» ASSIGNMENT:
Return every record exactly as written.

» DATA RECORDS:
━━━━━━━━━━
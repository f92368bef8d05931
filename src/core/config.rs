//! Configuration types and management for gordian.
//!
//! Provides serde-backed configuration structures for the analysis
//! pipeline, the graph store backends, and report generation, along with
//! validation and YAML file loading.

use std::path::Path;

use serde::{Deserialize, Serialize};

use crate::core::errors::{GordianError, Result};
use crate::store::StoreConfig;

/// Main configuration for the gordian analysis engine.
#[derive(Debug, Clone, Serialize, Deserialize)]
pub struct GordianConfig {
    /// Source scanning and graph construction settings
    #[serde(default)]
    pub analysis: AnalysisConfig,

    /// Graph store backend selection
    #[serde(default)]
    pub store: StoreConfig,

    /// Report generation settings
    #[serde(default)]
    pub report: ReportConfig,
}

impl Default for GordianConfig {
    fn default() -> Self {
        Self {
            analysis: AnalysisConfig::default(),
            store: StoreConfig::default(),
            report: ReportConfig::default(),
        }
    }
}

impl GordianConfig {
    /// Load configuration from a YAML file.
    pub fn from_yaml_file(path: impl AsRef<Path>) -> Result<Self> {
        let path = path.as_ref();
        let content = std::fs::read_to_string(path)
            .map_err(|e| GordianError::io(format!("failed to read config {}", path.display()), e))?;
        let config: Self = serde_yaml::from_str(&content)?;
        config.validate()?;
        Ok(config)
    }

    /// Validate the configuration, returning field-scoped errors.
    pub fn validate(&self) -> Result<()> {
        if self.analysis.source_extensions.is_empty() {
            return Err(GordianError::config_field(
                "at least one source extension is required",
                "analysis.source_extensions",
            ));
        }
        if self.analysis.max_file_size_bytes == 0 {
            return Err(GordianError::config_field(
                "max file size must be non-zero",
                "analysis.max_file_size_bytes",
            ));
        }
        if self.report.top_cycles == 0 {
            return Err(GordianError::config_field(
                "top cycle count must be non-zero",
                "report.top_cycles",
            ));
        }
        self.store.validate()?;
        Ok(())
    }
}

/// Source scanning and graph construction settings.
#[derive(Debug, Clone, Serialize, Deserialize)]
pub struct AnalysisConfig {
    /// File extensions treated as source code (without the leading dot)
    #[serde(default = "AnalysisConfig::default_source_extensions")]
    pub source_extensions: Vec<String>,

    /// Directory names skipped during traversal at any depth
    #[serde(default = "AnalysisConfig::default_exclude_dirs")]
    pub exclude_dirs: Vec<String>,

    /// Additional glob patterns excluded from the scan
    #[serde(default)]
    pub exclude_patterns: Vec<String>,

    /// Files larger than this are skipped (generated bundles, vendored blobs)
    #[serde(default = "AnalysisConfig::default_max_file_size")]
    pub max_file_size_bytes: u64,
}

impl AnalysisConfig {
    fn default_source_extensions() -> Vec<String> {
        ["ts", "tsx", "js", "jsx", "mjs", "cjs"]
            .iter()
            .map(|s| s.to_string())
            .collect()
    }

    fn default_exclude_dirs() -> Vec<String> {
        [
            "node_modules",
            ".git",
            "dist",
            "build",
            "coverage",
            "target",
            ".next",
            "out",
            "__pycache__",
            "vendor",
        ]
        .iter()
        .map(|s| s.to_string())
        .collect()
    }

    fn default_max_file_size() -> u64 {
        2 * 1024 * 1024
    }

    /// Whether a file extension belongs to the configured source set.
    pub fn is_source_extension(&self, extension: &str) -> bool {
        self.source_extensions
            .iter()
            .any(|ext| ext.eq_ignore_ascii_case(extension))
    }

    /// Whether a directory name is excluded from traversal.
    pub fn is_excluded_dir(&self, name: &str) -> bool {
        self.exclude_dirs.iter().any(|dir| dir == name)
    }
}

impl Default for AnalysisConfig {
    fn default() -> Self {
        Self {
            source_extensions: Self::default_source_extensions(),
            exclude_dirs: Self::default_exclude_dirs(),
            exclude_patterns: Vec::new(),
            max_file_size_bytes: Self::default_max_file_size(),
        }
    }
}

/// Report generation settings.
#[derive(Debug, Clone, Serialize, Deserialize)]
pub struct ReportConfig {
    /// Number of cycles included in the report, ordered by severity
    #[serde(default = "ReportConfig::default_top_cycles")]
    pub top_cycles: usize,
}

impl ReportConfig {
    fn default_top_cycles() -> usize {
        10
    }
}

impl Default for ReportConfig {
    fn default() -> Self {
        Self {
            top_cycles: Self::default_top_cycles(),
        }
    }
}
━━━━━━━━━━
» REPLY TO THE EXERCISE:
repository f92368bef8d05931
filename src/core/config.rs
//! Configuration types and management for gordian.
//!
//! Provides serde-backed configuration structures for the analysis
//! pipeline, the graph store backends, and report generation, along with
//! validation and YAML file loading.

use std::path::Path;

use serde::{Deserialize, Serialize};

use crate::core::errors::{GordianError, Result};
use crate::store::StoreConfig;

/// Main configuration for the gordian analysis engine.
#[derive(Debug, Clone, Serialize, Deserialize)]
pub struct GordianConfig {
    /// Source scanning and graph construction settings
    #[serde(default)]
    pub analysis: AnalysisConfig,

    /// Graph store backend selection
    #[serde(default)]
    pub store: StoreConfig,

    /// Report generation settings
    #[serde(default)]
    pub report: ReportConfig,
}

impl Default for GordianConfig {
    fn default() -> Self {
        Self {
            analysis: AnalysisConfig::default(),
            store: StoreConfig::default(),
            report: ReportConfig::default(),
        }
    }
}

impl GordianConfig {
    /// Load configuration from a YAML file.
    pub fn from_yaml_file(path: impl AsRef<Path>) -> Result<Self> {
        let path = path.as_ref();
        let content = std::fs::read_to_string(path)
            .map_err(|e| GordianError::io(format!("failed to read config {}", path.display()), e))?;
        let config: Self = serde_yaml::from_str(&content)?;
        config.validate()?;
        Ok(config)
    }

    /// Validate the configuration, returning field-scoped errors.
    pub fn validate(&self) -> Result<()> {
        if self.analysis.source_extensions.is_empty() {
            return Err(GordianError::config_field(
                "at least one source extension is required",
                "analysis.source_extensions",
            ));
        }
        if self.analysis.max_file_size_bytes == 0 {
            return Err(GordianError::config_field(
                "max file size must be non-zero",
                "analysis.max_file_size_bytes",
            ));
        }
        if self.report.top_cycles == 0 {
            return Err(GordianError::config_field(
                "top cycle count must be non-zero",
                "report.top_cycles",
            ));
        }
        self.store.validate()?;
        Ok(())
    }
}

/// Source scanning and graph construction settings.
#[derive(Debug, Clone, Serialize, Deserialize)]
pub struct AnalysisConfig {
    /// File extensions treated as source code (without the leading dot)
    #[serde(default = "AnalysisConfig::default_source_extensions")]
    pub source_extensions: Vec<String>,

    /// Directory names skipped during traversal at any depth
    #[serde(default = "AnalysisConfig::default_exclude_dirs")]
    pub exclude_dirs: Vec<String>,

    /// Additional glob patterns excluded from the scan
    #[serde(default)]
    pub exclude_patterns: Vec<String>,

    /// Files larger than this are skipped (generated bundles, vendored blobs)
    #[serde(default = "AnalysisConfig::default_max_file_size")]
    pub max_file_size_bytes: u64,
}

impl AnalysisConfig {
    fn default_source_extensions() -> Vec<String> {
        ["ts", "tsx", "js", "jsx", "mjs", "cjs"]
            .iter()
            .map(|s| s.to_string())
            .collect()
    }

    fn default_exclude_dirs() -> Vec<String> {
        [
            "node_modules",
            ".git",
            "dist",
            "build",
            "coverage",
            "target",
            ".next",
            "out",
            "__pycache__",
            "vendor",
        ]
        .iter()
        .map(|s| s.to_string())
        .collect()
    }

    fn default_max_file_size() -> u64 {
        2 * 1024 * 1024
    }

    /// Whether a file extension belongs to the configured source set.
    pub fn is_source_extension(&self, extension: &str) -> bool {
        self.source_extensions
            .iter()
            .any(|ext| ext.eq_ignore_ascii_case(extension))
    }

    /// Whether a directory name is excluded from traversal.
    pub fn is_excluded_dir(&self, name: &str) -> bool {
        self.exclude_dirs.iter().any(|dir| dir == name)
    }
}

impl Default for AnalysisConfig {
    fn default() -> Self {
        Self {
            source_extensions: Self::default_source_extensions(),
            exclude_dirs: Self::default_exclude_dirs(),
            exclude_patterns: Vec::new(),
            max_file_size_bytes: Self::default_max_file_size(),
        }
    }
}

/// Report generation settings.
#[derive(Debug, Clone, Serialize, Deserialize)]
pub struct ReportConfig {
    /// Number of cycles included in the report, ordered by severity
    #[serde(default = "ReportConfig::default_top_cycles")]
    pub top_cycles: usize,
}

impl ReportConfig {
    fn default_top_cycles() -> usize {
        10
    }
}

impl Default for ReportConfig {
    fn default() -> Self {
        Self {
            top_cycles: Self::default_top_cycles(),
        }
    }
}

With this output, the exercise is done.